Certas características que ajudaram a fazer a glória instantânea de Quentin Tarantino são as que pesam contra "Jackie Brown".
Ele consagrou coisas como gângsteres que conversam a respeito de hambúrgueres enquanto se dirigem à casa do sujeito que matarão ("Pulp Fiction").
Nos acostumamos a ver o crime e a vida confundidos em seus filmes, como se tirar a vida fosse um gesto tão corriqueiro quanto comer um sanduíche. À parte o efeito de humor de sequências como essa, os primeiros filmes do cineasta têm a virtude do inesperado, da originalidade no tratamento do crime e dos criminosos.
Do momento em que troca a "pulp fiction" por uma trama sólida, no entanto, o tratamento "casual", a informalidade acentuada, tendem a frear o desenvolvimento da história.

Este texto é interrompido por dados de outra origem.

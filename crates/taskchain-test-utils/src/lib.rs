//! Testing utilities for the taskchain workspace
//!
//! Shared test helpers: a deterministic scheduler with a virtual clock, and
//! a trace recorder for asserting where work ran.

#![allow(missing_docs)]

use parking_lot::Mutex;
use std::collections::VecDeque;
use std::sync::Arc;
use std::time::Duration;
use taskchain_sched::{current_context, ContextGuard, ContextKind, ContextScheduler, Work};

struct DelayedWork {
    due: Duration,
    context: ContextKind,
    work: Work,
}

#[derive(Default)]
struct Queues {
    primary: VecDeque<Work>,
    secondary: VecDeque<Work>,
    delayed: Vec<DelayedWork>,
    now: Duration,
}

/// Deterministic, single-threaded [`ContextScheduler`] double.
///
/// Nothing runs until the test drains the queues: [`run_until_idle`]
/// executes queued work on the calling thread under the matching context
/// marker (primary queue first), and [`advance`] moves the virtual clock,
/// releasing delayed work that has come due.
///
/// [`run_until_idle`]: ManualScheduler::run_until_idle
/// [`advance`]: ManualScheduler::advance
pub struct ManualScheduler {
    queues: Mutex<Queues>,
}

impl ManualScheduler {
    /// Create a scheduler. Returns an `Arc` since chains share their
    /// scheduler.
    #[must_use]
    pub fn new() -> Arc<Self> {
        Arc::new(Self {
            queues: Mutex::new(Queues::default()),
        })
    }

    /// Execute queued work until both queues are empty, primary queue first.
    /// Returns how many work units ran. Delayed work stays parked until
    /// [`advance`](Self::advance) releases it.
    pub fn run_until_idle(&self) -> usize {
        let mut executed = 0;
        loop {
            let next = {
                let mut queues = self.queues.lock();
                if let Some(work) = queues.primary.pop_front() {
                    Some((ContextKind::Primary, work))
                } else if let Some(work) = queues.secondary.pop_front() {
                    Some((ContextKind::Secondary, work))
                } else {
                    None
                }
            };
            // Run outside the lock: work re-enters the scheduler to submit
            // continuations.
            match next {
                Some((context, work)) => {
                    let _guard = ContextGuard::enter(context);
                    work();
                    executed += 1;
                }
                None => return executed,
            }
        }
    }

    /// Move the virtual clock forward, releasing due delayed work into its
    /// context queue. Does not execute anything.
    pub fn advance(&self, delta: Duration) {
        let mut queues = self.queues.lock();
        queues.now += delta;
        let now = queues.now;

        let (due, parked): (Vec<_>, Vec<_>) = queues
            .delayed
            .drain(..)
            .partition(|entry| entry.due <= now);
        queues.delayed = parked;
        for entry in due {
            match entry.context {
                ContextKind::Primary => queues.primary.push_back(entry.work),
                ContextKind::Secondary => queues.secondary.push_back(entry.work),
            }
        }
    }

    /// [`advance`](Self::advance) followed by [`run_until_idle`](Self::run_until_idle).
    pub fn advance_and_run(&self, delta: Duration) -> usize {
        self.advance(delta);
        self.run_until_idle()
    }

    /// Work units queued for immediate execution.
    #[must_use]
    pub fn pending(&self) -> usize {
        let queues = self.queues.lock();
        queues.primary.len() + queues.secondary.len()
    }

    /// Work units parked behind the virtual clock.
    #[must_use]
    pub fn pending_delayed(&self) -> usize {
        self.queues.lock().delayed.len()
    }

    /// Current virtual time.
    #[must_use]
    pub fn now(&self) -> Duration {
        self.queues.lock().now
    }
}

impl ContextScheduler for ManualScheduler {
    fn run_on_primary(&self, work: Work) {
        self.queues.lock().primary.push_back(work);
    }

    fn run_on_secondary(&self, work: Work) {
        self.queues.lock().secondary.push_back(work);
    }

    fn run_on_primary_later(&self, work: Work, delay: Duration) {
        let mut queues = self.queues.lock();
        let due = queues.now + delay;
        queues.delayed.push(DelayedWork {
            due,
            context: ContextKind::Primary,
            work,
        });
    }

    fn run_on_secondary_later(&self, work: Work, delay: Duration) {
        let mut queues = self.queues.lock();
        let due = queues.now + delay;
        queues.delayed.push(DelayedWork {
            due,
            context: ContextKind::Secondary,
            work,
        });
    }
}

impl std::fmt::Debug for ManualScheduler {
    fn fmt(&self, f: &mut std::fmt::Formatter<'_>) -> std::fmt::Result {
        let queues = self.queues.lock();
        f.debug_struct("ManualScheduler")
            .field("primary", &queues.primary.len())
            .field("secondary", &queues.secondary.len())
            .field("delayed", &queues.delayed.len())
            .field("now", &queues.now)
            .finish()
    }
}

/// One recorded observation: a label plus the context the recording thread
/// was marked as.
#[derive(Debug, Clone, PartialEq, Eq)]
pub struct TraceEvent {
    pub label: String,
    pub context: Option<ContextKind>,
}

/// Thread-safe recorder for asserting execution order and placement.
#[derive(Debug, Clone, Default)]
pub struct ContextTrace {
    events: Arc<Mutex<Vec<TraceEvent>>>,
}

impl ContextTrace {
    #[must_use]
    pub fn new() -> Self {
        Self::default()
    }

    /// Record `label` together with the current thread's context marker.
    pub fn record(&self, label: impl Into<String>) {
        self.events.lock().push(TraceEvent {
            label: label.into(),
            context: current_context(),
        });
    }

    #[must_use]
    pub fn events(&self) -> Vec<TraceEvent> {
        self.events.lock().clone()
    }

    #[must_use]
    pub fn labels(&self) -> Vec<String> {
        self.events
            .lock()
            .iter()
            .map(|event| event.label.clone())
            .collect()
    }

    #[must_use]
    pub fn contexts(&self) -> Vec<Option<ContextKind>> {
        self.events.lock().iter().map(|event| event.context).collect()
    }

    #[must_use]
    pub fn len(&self) -> usize {
        self.events.lock().len()
    }

    #[must_use]
    pub fn is_empty(&self) -> bool {
        self.events.lock().is_empty()
    }
}
impl std::fmt::Debug for TaskChain {
    fn fmt(&self, f: &mut std::fmt::Formatter<'_>) -> std::fmt::Result {
        f.debug_struct("TaskChain")
            .field("id", &self.shared.id)
            .field("state", &self.state())
            .finish_non_exhaustive()
    }
}

/// Observer for a started chain. Resolves once the chain reaches a terminal
/// state.
pub struct ChainHandle {
    id: ChainId,
    done_rx: oneshot::Receiver<ChainState>,
}

impl ChainHandle {
    /// Get chain ID.
    #[inline]
    #[must_use]
    pub fn id(&self) -> ChainId {
        self.id
    }

    /// Wait for the terminal state. Resolves to `Aborted` if the scheduler
    /// dropped the chain's pending work (for example at shutdown).
    pub async fn wait(self) -> ChainState {
        self.done_rx.await.unwrap_or(ChainState::Aborted)
    }

    /// Blocking variant of [`wait`](Self::wait) for threads outside the
    /// async runtime. Do not call from the primary context.
    #[must_use]
    pub fn wait_blocking(self) -> ChainState {
        self.done_rx.blocking_recv().unwrap_or(ChainState::Aborted)
    }
}

impl std::fmt::Debug for ChainHandle {
    fn fmt(&self, f: &mut std::fmt::Formatter<'_>) -> std::fmt::Result {
        f.debug_struct("ChainHandle").field("id", &self.id).finish()
    }
}
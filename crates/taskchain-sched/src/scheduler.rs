//! Scheduler contract consumed by the chain engine.
//!
//! The engine never creates, owns, or manages threads itself; it only asks a
//! [`ContextScheduler`] to run a work unit on one of the two contexts, now or
//! after a delay. Anything satisfying this trait can drive a chain — the
//! production shim, or a deterministic test double.

use crate::context::{ContextKind, Work};
use std::time::Duration;

/// Submission primitives for the two host execution contexts.
///
/// # Contract
/// - Work submitted to the primary context runs on the single primary thread,
///   in submission order.
/// - Work submitted to the secondary context may run on any worker thread;
///   no cross-submission ordering is guaranteed.
/// - The `_later` variants run the work no earlier than `delay` from the
///   point of submission.
/// - Submission never blocks the calling thread.
pub trait ContextScheduler: Send + Sync + std::fmt::Debug {
    /// Run `work` on the primary thread.
    fn run_on_primary(&self, work: Work);

    /// Run `work` on a secondary worker thread.
    fn run_on_secondary(&self, work: Work);

    /// Run `work` on the primary thread no earlier than `delay` from now.
    fn run_on_primary_later(&self, work: Work, delay: Duration);

    /// Run `work` on a secondary worker thread no earlier than `delay` from
    /// now.
    fn run_on_secondary_later(&self, work: Work, delay: Duration);

    /// Dispatch `work` to `context`.
    fn submit(&self, context: ContextKind, work: Work) {
        match context {
            ContextKind::Primary => self.run_on_primary(work),
            ContextKind::Secondary => self.run_on_secondary(work),
        }
    }

    /// Dispatch `work` to `context` no earlier than `delay` from now.
    fn submit_later(&self, context: ContextKind, work: Work, delay: Duration) {
        match context {
            ContextKind::Primary => self.run_on_primary_later(work, delay),
            ContextKind::Secondary => self.run_on_secondary_later(work, delay),
        }
    }
}

/// Best-effort extraction of a human-readable message from a panic payload.
///
/// Scheduler implementations and the chain engine catch panicking work at
/// their invocation boundaries and report it through this.
#[must_use]
pub fn panic_message(payload: &(dyn std::any::Any + Send)) -> String {
    if let Some(message) = payload.downcast_ref::<&'static str>() {
        (*message).to_string()
    } else if let Some(message) = payload.downcast_ref::<String>() {
        message.clone()
    } else {
        "non-string panic payload".to_string()
    }
}
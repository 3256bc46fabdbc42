//! Error types for scheduler construction.

/// Errors raised while bringing up a scheduler.
#[derive(Debug, thiserror::Error)]
pub enum SchedulerError {
    /// The dedicated primary context thread could not be spawned.
    #[error("failed to spawn primary context thread: {0}")]
    PrimarySpawn(#[from] std::io::Error),
}

#[cfg(test)]
mod tests {
    use super::*;

    #[test]
    fn scheduler_error_display() {
        let err = SchedulerError::PrimarySpawn(std::io::Error::other("no threads left"));
        assert!(err.to_string().contains("primary context thread"));
    }
}
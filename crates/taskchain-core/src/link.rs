//! Chain links: the atomic units of work in a chain.
//!
//! Links are strongly typed at construction ([`Link::new`] ties the input and
//! output types of the closure) and type-erased for the engine, which threads
//! a `Box<dyn Any + Send>` value between them. A downcast mismatch at a
//! hand-off fails fast instead of continuing with a wrong value.

use crate::outcome::Outcome;
use serde::{Deserialize, Serialize};
use std::any::{type_name, Any};
use std::marker::PhantomData;
use std::time::Duration;
use taskchain_sched::ContextKind;

/// The execution context a link requires.
#[derive(Debug, Clone, Copy, PartialEq, Eq, Hash, Serialize, Deserialize)]
pub enum LinkContext {
    /// Must run on the primary thread; must be fast and non-blocking.
    Primary,
    /// Must run on a secondary worker thread; may block.
    Secondary,
    /// Runs in whichever context the engine is currently in.
    Any,
}

impl LinkContext {
    /// The concrete context this requirement demands, if any.
    #[inline]
    #[must_use]
    pub fn demand(self) -> Option<ContextKind> {
        match self {
            Self::Primary => Some(ContextKind::Primary),
            Self::Secondary => Some(ContextKind::Secondary),
            Self::Any => None,
        }
    }
}

impl From<ContextKind> for LinkContext {
    fn from(kind: ContextKind) -> Self {
        match kind {
            ContextKind::Primary => Self::Primary,
            ContextKind::Secondary => Self::Secondary,
        }
    }
}

/// Type-erased threaded value handed from link to link.
pub(crate) type BoxedValue = Box<dyn Any + Send>;

/// Engine-level outcome after type erasure.
pub(crate) enum DynOutcome {
    Continue(BoxedValue),
    Abort,
    Delay(BoxedValue, Duration),
    /// The threaded value did not downcast to the link's input type.
    TypeMismatch {
        expected: &'static str,
    },
}

trait DynLink: Send {
    fn invoke(&mut self, input: BoxedValue) -> DynOutcome;
}

/// One step of a task chain.
///
/// Created by the caller when building the chain and immutable once added.
/// A link belongs to exactly one chain and is invoked at most once per
/// execution (a `Delay` outcome re-enters the same invocation point).
pub struct Link {
    context: LinkContext,
    work: Box<dyn DynLink>,
}

impl Link {
    /// Create a link from a typed closure.
    ///
    /// The closure receives the threaded value of type `I` and returns an
    /// [`Outcome`] carrying the next value of type `O`.
    pub fn new<I, O, F>(context: LinkContext, work: F) -> Self
    where
        I: Send + 'static,
        O: Send + 'static,
        F: FnMut(I) -> Outcome<I, O> + Send + 'static,
    {
        Self {
            context,
            work: Box::new(FnLink {
                work,
                _types: PhantomData,
            }),
        }
    }

    /// Create an initial link: the first in a chain, receiving no input.
    pub fn initial<O, F>(context: LinkContext, mut work: F) -> Self
    where
        O: Send + 'static,
        F: FnMut() -> Outcome<(), O> + Send + 'static,
    {
        Self::new(context, move |()| work())
    }

    /// Create a terminal link: the last in a chain. Its result is discarded
    /// by the engine; the side effect is the chain's purpose.
    pub fn terminal<I, F>(context: LinkContext, mut work: F) -> Self
    where
        I: Send + 'static,
        F: FnMut(I) + Send + 'static,
    {
        Self::new(context, move |input: I| {
            work(input);
            Outcome::Continue(())
        })
    }

    /// The context this link requires.
    #[inline]
    #[must_use]
    pub fn context(&self) -> LinkContext {
        self.context
    }

    pub(crate) fn invoke(&mut self, input: BoxedValue) -> DynOutcome {
        self.work.invoke(input)
    }
}

impl std::fmt::Debug for Link {
    fn fmt(&self, f: &mut std::fmt::Formatter<'_>) -> std::fmt::Result {
        f.debug_struct("Link")
            .field("context", &self.context)
            .finish_non_exhaustive()
    }
}

struct FnLink<I, O, F> {
    work: F,
    _types: PhantomData<fn(I) -> O>,
}

impl<I, O, F> DynLink for FnLink<I, O, F>
where
    I: Send + 'static,
    O: Send + 'static,
    F: FnMut(I) -> Outcome<I, O> + Send + 'static,
{
    fn invoke(&mut self, input: BoxedValue) -> DynOutcome {
        let input = match input.downcast::<I>() {
            Ok(input) => *input,
            Err(_) => {
                return DynOutcome::TypeMismatch {
                    expected: type_name::<I>(),
                }
            }
        };
        match (self.work)(input) {
            Outcome::Continue(value) => DynOutcome::Continue(Box::new(value)),
            Outcome::Abort => DynOutcome::Abort,
            Outcome::Delay(value, delay) => DynOutcome::Delay(Box::new(value), delay),
        }
    }
}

"Jackie Brown" gira em torno de uma aeromoça negra (Pam Grier) pilhada por dois policiais (Michael Keaton e Michael Bowen) quando trazia dinheiro ilegal do México para Ordell (Samuel L. Jackson), um traficante de armas.
Quarentona, ameaçada de perder o emprego e ser condenada à prisão, Jackie bola um plano para trazer o dinheiro de Ordell do exterior, fingindo ao mesmo tempo colaborar com ele e com a polícia.
Seu objetivo, no entanto, é ficar com a bolada -com a ajuda de um agente de fiança (Robert Foster) que se apaixona por ela- e jogar Ordell contra a polícia.
Na mesma proporção em que esse xadrez baseado em "Ponche de Rum", de Emore Leonard, é interessante e bem-articulado, o espectador se ressentirá das informalidades que se acumulam na trama, sobretudo no início.
Exemplo: o machista Ordell oferece uma de suas mulheres (Bridget Fonda) ao sócio (De Niro), recém-saído da prisão. Os dois transam. Então, a garota vira-se para De Niro e diz algo como: "Agora a gente pode se conhecer".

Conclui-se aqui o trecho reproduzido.